Rare ‘triple dip’ La Nina appears more likely – what that could mean for you

FILE - Flames lick up a tree as the Windy Fire burns in the Trail of 100 Giants grove in Sequoia National Forest, Calif., on Sunday, Sept. 19, 2021. La Nina, the natural but potent weather event linked to more drought and wildfires in the western United States and more Atlantic hurricanes, is becoming the nation’s unwanted weather guest and meteorologists said the West’s megadrought won’t go away until La Nina does. (AP Photo/Noah Berger, File)
FILE – Flames lick up a tree as the Windy Fire burns in the Trail of 100 Giants grove in Sequoia National Forest, Calif., on Sunday, Sept. 19, 2021. La Nina, the natural but potent weather event linked to more drought and wildfires in the western United States and more Atlantic hurricanes, is becoming the nation’s unwanted weather guest and meteorologists said the West’s megadrought won’t go away until La Nina does. (AP Photo/Noah Berger, File)

(NEXSTAR) – La Nina, the potent weather event linked to more drought and wildfires in the western United States and more Atlantic hurricanes, doesn’t appear to be leaving us any time soon.

In fact, there is now an increasingly likely chance that the current La Nina pattern could stick around for a third fall and winter season – a rare “triple dip” phenomenon that’s only happened twice since 1950, according to Emily Becker, a climate prediction expert and author of the National Oceanic and Atmospheric Administration’s (NOAA) ENSO blog.

In a June 9 update, Becker says the models now show a 59% chance of La Nina by early winter.

La Nina is a natural and cyclical cooling of parts of the equatorial Pacific that changes weather patterns worldwide, as opposed to El Nino’s warming. Often leading to more Atlantic hurricanes, less rain and more wildfires in the West and agricultural losses in the middle of the country, studies have shown La Nina is more expensive to the United States than the El Nino. Together El Nino, La Nina and the neutral condition are called ENSO, which stands for El Nino Southern Oscillation, and they have one of the largest natural effects on climate, at times augmenting and other times dampening the big effects of human-caused climate change from the burning of coal, oil and gas, scientists said.

“They really have a very, very strong” effect, research scientist Azhar Ehsan, who heads Columbia University’s El Nino/La Nina forecasting, told the Associated Press in late May. “So a third consecutive La Nina is not at all a welcome thing.”

He said the dangerous spring heat in India and Pakistan was connected to La Nina.

The current La Nina formed in the late summer of 2020 when the Atlantic set a record for the number of named storms. It strengthened in the winter when the West’s drought worsened and in the early summer of 2021 it weakened enough that NOAA said conditions were neutral. But that pause only lasted a few months and by early fall 2021 La Nina was back, making it a double dip.
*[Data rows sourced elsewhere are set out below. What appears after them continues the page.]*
/*!
# Ring Camera

Third-person follow camera driven by three configured orbit rings.

The controller orbits a tracked subject at a height/distance profile blended
across a top, middle and bottom ring. Each frame the host feeds it two analog
axes, a snapshot of the subject and a ray query against world geometry; the
controller answers with a camera position and orientation.

## Architecture

- **RingProfile / RingSet**: immutable orbit ring descriptions
- **select_ring**: height-ordered piecewise interpolation between rings
- **InputIntegrator**: azimuth and reference-height accumulation
- **PoseSolver**: ring → (height, distance) → orbit position + look-at
- **OcclusionCorrector**: pulls the camera in front of blocking geometry
- **OrbitCameraController**: owns the per-camera state and runs the tick

The ray query is abstracted by the `Raycaster` trait so the host (or the
`ring_camera_collision` crate) can plug in any spatial index.
*/

// Internal modules
mod error;
mod math;
mod rig;
pub mod log;
pub mod ring;
pub mod input;
pub mod occlusion;
pub mod pose;
pub mod controller;

// Main ringcam namespace module
pub mod ringcam {
    // Error types
    pub use crate::error::{Error, Result};

    // Logging hub
    pub use crate::rig::Rig;

    // Top-level controller
    pub use crate::controller::OrbitCameraController;

    // Logging sub-module (types only, NOT macros)
    pub mod log {
        pub use crate::log::{Logger, LogEntry, LogSeverity, DefaultLogger};
    }

    // Scalar helpers shared by the solver stages
    pub mod math {
        pub use crate::math::*;
    }

    // Orbit ring sub-module
    pub mod ring {
        pub use crate::ring::*;
    }

    // Input sub-module
    pub mod input {
        pub use crate::input::*;
    }

    // Occlusion sub-module
    pub mod occlusion {
        pub use crate::occlusion::*;
    }

    // Pose sub-module
    pub mod pose {
        pub use crate::pose::*;
    }

    // Controller sub-module
    pub mod controller {
        pub use crate::controller::*;
    }
}

// Re-export math library at crate root
pub use glam;
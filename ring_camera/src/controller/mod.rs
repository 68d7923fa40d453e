//! Controller - configuration, per-camera state, and the orbit camera
//! controller that runs the per-frame tick.

mod config;
mod state;
mod gizmo;
mod orbit_camera_controller;

pub use config::CameraConfig;
pub use state::CameraState;
pub use gizmo::{RingGizmo, GizmoKind};
pub use orbit_camera_controller::OrbitCameraController;
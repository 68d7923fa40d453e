/// Linear RGBA colour used to tell rings apart in debug overlays.
///
/// Display-only: nothing in the solver reads it.
#[derive(Debug, Clone, Copy, PartialEq)]
pub struct Color {
    pub r: f32,
    pub g: f32,
    pub b: f32,
    pub a: f32,
}

impl Default for Color {
    fn default() -> Self {
        Self::GREEN
    }
}

impl Color {
    /// Opaque colour from red, green, blue components
    #[inline]
    pub const fn rgb(r: f32, g: f32, b: f32) -> Self {
        Self { r, g, b, a: 1.0 }
    }

    /// Component-wise blend towards `other` (0 = self, 1 = other)
    pub fn lerp(self, other: Self, t: f32) -> Self {
        Self {
            r: self.r + (other.r - self.r) * t,
            g: self.g + (other.g - self.g) * t,
            b: self.b + (other.b - self.b) * t,
            a: self.a + (other.a - self.a) * t,
        }
    }

    pub const RED:   Self = Self::rgb(1.0, 0.0, 0.0);
    pub const GREEN: Self = Self::rgb(0.0, 1.0, 0.0);
    pub const BLUE:  Self = Self::rgb(0.0, 0.0, 1.0);
}

#[cfg(test)]
#[path = "color_tests.rs"]
mod tests;
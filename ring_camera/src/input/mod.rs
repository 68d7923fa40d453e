//! Input - named analog axes and their accumulation into camera state.

mod axes;
mod input_integrator;

pub use axes::{AxisConfig, AxisMap, InputAxes, InputSample};
pub use input_integrator::{InputIntegrator, DEFAULT_HORIZONTAL_TURN_RATE};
Normally second years of La Nina tend to be weaker, but in April this La Nina surprised meteorologists by setting a record for intensity in April, which is based on sea surface temperatures, Ehsan said.

Becker wrote that, instead of subsiding during the spring, May of 2022 was the “second-strongest La Nina month on record” with the easily the coolest water temperatures on record since 1950 when it comes to two-year La Nina events.

How might this affect me?

Should La Nina stick around for a third winter season it would mean a higher chance of prolonged drought in the western half of the country, as well as a greater number – and more powerful – storms during hurricane season.

NOAA models show a 60% chance that the Atlantic hurricane season will be above average, with the opposite effect in the Eastern Pacific, where storms will be less likely.

Becker explains that La Nina lessens “shear,” the change between lower and higher level winds which can tear apart a hurricane. Less shear allows hurricanes to grow stronger more easily.

For people living in areas prone to hurricanes, NOAA has created a preparation guide.

In the West and the Plains, a lack of rainfall from La Nina could drive up wildfire risk and worsen water deficits in states that are already under historic drought conditions.

For states that rely on the fall and winter to replenish the snow pack and reservoirs, a lack of rainfall this winter caused by La Nina could be devastating.

The Associated Press contributed to this report.